The objective of this open-label, single arm, monocentric, phase I/II clinical study is to assess safety and efficacy of ARSA gene transfer in the brain of children affected with early onset forms of Metachromatic Leukodystrophy (MLD). For this purpose, an adeno-associated virus serotype rh.10 (AAVrh.10) vector will be used to transfer the ARSA cDNA coding for Arylsulfatase A (ARSA) enzyme into the brain of children. Five patients with early onset form of MLD, age ranging from 6 months to 4 years, will be included in this protocol and will be followed during 24 months.

Patients will be selected at presymptomatic or early stage of their disease, following clinical, neuropsychological and brain imaging criteria.

Twelve simultaneous injections of the investigational medicinal product will be performed in the white matter of both brain hemispheres, through 6 image-guided tracks, with 2 deposits per track.

A low dose (1x10EXP12 vg total) will be administered to the first 2 patients, while the last 3 will receive a higher dose (4x10EXP12 vg total).
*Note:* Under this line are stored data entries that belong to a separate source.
//! The main `Container` struct and its associated methods.

use crate::activator::Argument;
use crate::config::{ContainerBuilder, ContainerConfig};
use crate::descriptor::{Component, Contract, TypeDescriptor};
use crate::error::{Error, Result};
use crate::factory::Factory;
use crate::instance::Instance;
use crate::registration::Registration;

use std::any::{type_name, Any, TypeId};
use std::fmt;
use std::sync::Arc;

use dashmap::mapref::entry::Entry;
use dashmap::DashMap;
use tracing::{debug, warn};

/// The registry of contract bindings.
///
/// This struct holds at most one [`Registration`] per contract type. It is
/// thread-safe: registering, removing and resolving can happen concurrently
/// from any number of threads without outside locking.
pub struct Container {
  registrations: DashMap<TypeId, Arc<Registration>>,
}

impl Container {
  /// Creates a new, empty `Container` with the default configuration.
  pub fn new() -> Self {
    Self::with_config(&ContainerConfig::default())
  }

  pub fn with_config(config: &ContainerConfig) -> Self {
    Self {
      registrations: DashMap::with_capacity_and_shard_amount(
        config.initial_capacity,
        config.effective_shard_amount(),
      ),
    }
  }

  pub fn builder() -> ContainerBuilder {
    ContainerBuilder::default()
  }

  // --- PRIVATE HELPERS ---

  fn insert(&self, registration: Registration) -> Result<()> {
    let contract = registration.contract().name();
    let implementation = registration.implementation().name();
    let factory = registration.factory_name();

    // A rejected registration is dropped only after the shard lock is released.
    let rejected = match self.registrations.entry(registration.contract().id()) {
      Entry::Occupied(_) => Some(registration),
      Entry::Vacant(vacant) => {
        vacant.insert(Arc::new(registration));
        None
      }
    };

    if let Some(rejected) = rejected {
      drop(rejected);
      warn!(contract, implementation, "duplicate registration rejected");
      return Err(Error::DuplicateRegistration { contract });
    }

    debug!(contract, implementation, factory, "registered");
    Ok(())
  }

  fn lookup(&self, contract: TypeId, name: &'static str) -> Result<Arc<Registration>> {
    // The shard guard is released before resolving so constructors may use the container.
    self
      .registrations
      .get(&contract)
      .map(|entry| Arc::clone(entry.value()))
      .ok_or(Error::NotRegistered { contract: name })
  }

  fn detach(&self, contract: TypeId) -> Option<Arc<Registration>> {
    let (_, registration) = self.registrations.remove(&contract)?;
    registration.release();
    debug!(contract = registration.contract().name(), "removed");
    Some(registration)
  }

  // --- PUBLIC API ---

  // --- Registration ---

  /// Binds `implementation` to `contract`, resolved through `factory`.
  ///
  /// Fails with [`Error::InvalidType`] or [`Error::NotAssignableFrom`] if the
  /// descriptors do not fit together, and with [`Error::DuplicateRegistration`]
  /// if `contract` is already bound. Nothing is changed on failure.
  pub fn register_type(
    &self,
    contract: TypeDescriptor,
    implementation: TypeDescriptor,
    factory: impl Factory,
  ) -> Result<()> {
    let registration = Registration::new(contract, implementation, factory).map_err(|err| {
      warn!(error = %err, "registration rejected");
      err
    })?;
    self.insert(registration)
  }

  pub fn register<C, I>(&self, factory: impl Factory) -> Result<()>
  where
    C: Contract + ?Sized,
    I: Component,
  {
    self.register_type(TypeDescriptor::contract::<C>(), TypeDescriptor::of::<I>(), factory)
  }

  /// Binds an already built value to `contract`. It behaves like a resolved singleton.
  ///
  /// The container takes ownership of `value`: if the binding is rejected the
  /// value is released like any other held instance.
  pub fn register_instance_type<T: Any + Send + Sync>(
    &self,
    contract: TypeDescriptor,
    implementation: TypeDescriptor,
    value: T,
  ) -> Result<()> {
    let instance = implementation
      .wrap(Arc::new(value))
      .ok_or(Error::InvalidInstance {
        contract: contract.name(),
        expected: implementation.name(),
        found: Some(type_name::<T>()),
      })?;
    self.insert(Registration::with_instance(contract, instance)?)
  }

  pub fn register_instance<C, I>(&self, value: I) -> Result<()>
  where
    C: Contract + ?Sized,
    I: Component,
  {
    self.register_instance_type(TypeDescriptor::contract::<C>(), TypeDescriptor::of::<I>(), value)
  }

  // --- Removal ---

  /// Detaches the binding for `contract`, releasing its instance.
  ///
  /// Returns `None` if nothing was bound.
  pub fn remove_type(&self, contract: &TypeDescriptor) -> Option<Arc<Registration>> {
    self.detach(contract.id())
  }

  pub fn remove<C: Contract + ?Sized>(&self) -> Option<Arc<Registration>> {
    self.detach(TypeId::of::<C>())
  }

  /// Detaches and releases every binding. Returns how many were removed.
  ///
  /// All registrations are detached before any is released; if a disposal
  /// panics, the rest are still released as they are dropped.
  pub fn teardown(&self) -> usize {
    let contracts: Vec<TypeId> = self.registrations.iter().map(|entry| *entry.key()).collect();
    let detached: Vec<Arc<Registration>> = contracts
      .into_iter()
      .filter_map(|contract| self.registrations.remove(&contract))
      .map(|(_, registration)| registration)
      .collect();

    for registration in &detached {
      registration.release();
    }
    debug!(count = detached.len(), "container torn down");
    detached.len()
  }

  // --- Resolution ---

  /// Resolves the instance bound to `contract`.
  pub fn resolve_type(&self, contract: &TypeDescriptor) -> Result<Instance> {
    self.resolve_type_with(contract, &[])
  }

  /// Resolves the instance bound to `contract`, passing `args` to the factory.
  pub fn resolve_type_with(&self, contract: &TypeDescriptor, args: &[Argument]) -> Result<Instance> {
    self.lookup(contract.id(), contract.name())?.resolve(args)
  }

  /// Resolves contract `C` as a shared trait object.
  pub fn resolve<C: Contract + ?Sized>(&self) -> Result<Arc<C>> {
    self.resolve_with::<C>(&[])
  }

  pub fn resolve_with<C: Contract + ?Sized>(&self, args: &[Argument]) -> Result<Arc<C>> {
    let instance = self.lookup(TypeId::of::<C>(), type_name::<C>())?.resolve(args)?;
    instance.cast::<C>().ok_or(Error::ContractCast {
      contract: type_name::<C>(),
      implementation: instance.type_name(),
    })
  }

  // --- Inspection ---

  pub fn registration<C: Contract + ?Sized>(&self) -> Option<Arc<Registration>> {
    self.lookup(TypeId::of::<C>(), type_name::<C>()).ok()
  }

  pub fn contains<C: Contract + ?Sized>(&self) -> bool {
    self.registrations.contains_key(&TypeId::of::<C>())
  }

  pub fn contains_type(&self, contract: &TypeDescriptor) -> bool {
    self.registrations.contains_key(&contract.id())
  }

  pub fn len(&self) -> usize {
    self.registrations.len()
  }

  pub fn is_empty(&self) -> bool {
    self.registrations.is_empty()
  }
}

impl Default for Container {
  fn default() -> Self {
    Self::new()
  }
}

impl Drop for Container {
  fn drop(&mut self) {
    self.teardown();
  }
}

impl fmt::Debug for Container {
  fn fmt(&self, f: &mut fmt::Formatter<'_>) -> fmt::Result {
    let contracts: Vec<&'static str> = self
      .registrations
      .iter()
      .map(|entry| entry.value().contract().name())
      .collect();
    f.debug_struct("Container")
      .field("contracts", &contracts)
      .finish()
  }
}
Safety and efficiency will be evaluated based on clinical, neuropsychological, radiological, electrophysiological and biological parameters.

Enrollment

5 patients

Sex

All

Ages

6 months to 5 years old

Volunteers

No Healthy Volunteers

Inclusion criteria

Boys or girls with an early onset form of MLD.
Age between 6 months and 5 years, inclusive
Diagnostic of MLD based on the measurement of ARSA activity in leukocytes and the accumulation of sulfatides in urine, along with normal activity of at least one other sulfatase
Informed consent signed up and willingness for monitoring 2 years after treatment.
Normal values for standard laboratory tests

Exclusion criteria

Absence of ARSA protein by immunocytochemistry and/or ELISA
Gestational age <32 weeks of amenorrhoea and age < 1 year
Brain atrophy with a subdural space > 10 mm in the frontal region
Performance IQ<50 at WPPSI-III or cognitive function < 3rd percentile at the Bayley's test of infant development
If age > 16 months at inclusion, inability to walk few steps alone OR inability to walk few steps with support on one side along with inability to stand up alone
Impossibility for anesthesia
Malignancy, cardiac malformation, liver dysfunction, or renal dysfunction
Neurological disorder, except benign, not related to MLD.
Any other clinically significant untreated co-morbid medical condition as determined by the clinical investigator, including cardiac, pulmonary or kidney disease.
MRI impossibility
Evoked potential impossibility
Participation to another therapeutic clinical trial for MLD.
Unaffiliated to any French or any other National Health Insurance.